Requirement: Report each line of the entries below that includes "Clock".

Information provided:
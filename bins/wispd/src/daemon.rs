use std::net::{SocketAddr, SocketAddrV4, SocketAddrV6};
use std::sync::Arc;
use std::time::Duration;

use anyhow::{bail, Context as _};
use network_interface::{NetworkInterface, NetworkInterfaceConfig};
use rand::Rng;
use tokio::net::UdpSocket;
use tokio::sync::mpsc;

use wisp_core::addr::{AddrFamily, NetAddr};
use wisp_core::arena::Id;
use wisp_core::clock::Clock;
use wisp_core::timer::{ClassId, TimerWheel};
use wisp_ifs::{MANET_MULTICAST_V4, MANET_MULTICAST_V6};
use wisp_nhdp::db::LinkId;
use wisp_nhdp::link_metric::LinkMetric;
use wisp_nhdp::reader::HelloReader;
use wisp_nhdp::writer::{build_hello, hello_families};
use wisp_nhdp::{HopCountMetric, IfaceId, Nhdp, NhdpContext, NhdpEvent};
use wisp_olsrv2::reader::TcReader;
use wisp_olsrv2::routing::RouteBackend;
use wisp_olsrv2::writer::build_tc;
use wisp_olsrv2::{Olsrv2, Olsrv2Context};
use wisp_rfc5444::iana::MANET_PORT;
use wisp_rfc5444::reader::{process_packet, Consumer};
use wisp_rfc5444::{PacketBuilder, PacketMeta};

use crate::config::Config;
use crate::etx::{EtxConfig, EtxMetric};
use crate::routes::LogRouteBackend;
use crate::sysctl::SysctlGuard;

/// Granularity of the timer walk.
const TICK: Duration = Duration::from_millis(50);

/// All protocol state, handed to the RFC 5444 consumers as context.
pub struct State {
    pub nhdp: Nhdp,
    pub olsrv2: Olsrv2,
    pub wheel: TimerWheel,
    now: u64,
}

impl NhdpContext for State {
    fn nhdp_split(&mut self) -> (&mut Nhdp, &mut TimerWheel) {
        (&mut self.nhdp, &mut self.wheel)
    }
    fn now(&self) -> u64 {
        self.now
    }
}

impl Olsrv2Context for State {
    fn olsrv2_split(&mut self) -> (&mut Olsrv2, &mut Nhdp, &mut TimerWheel) {
        (&mut self.olsrv2, &mut self.nhdp, &mut self.wheel)
    }
}

struct IfaceSockets {
    iface: IfaceId,
    if_index: u32,
    v4: Option<Arc<UdpSocket>>,
    v6: Option<Arc<UdpSocket>>,
}

struct Incoming {
    if_index: u32,
    source: SocketAddr,
    data: Vec<u8>,
}

pub struct Daemon {
    state: State,
    clock: Clock,
    etx: EtxMetric,
    etx_sampling: ClassId,
    hello_reader: HelloReader,
    tc_reader: TcReader,
    sockets: Vec<IfaceSockets>,
    backend: LogRouteBackend,
    rx: mpsc::Receiver<Incoming>,
    pkt_seqno: u16,
    _sysctls: SysctlGuard,
}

Output below:
use wisp_core::clock::Clock;
    clock: Clock,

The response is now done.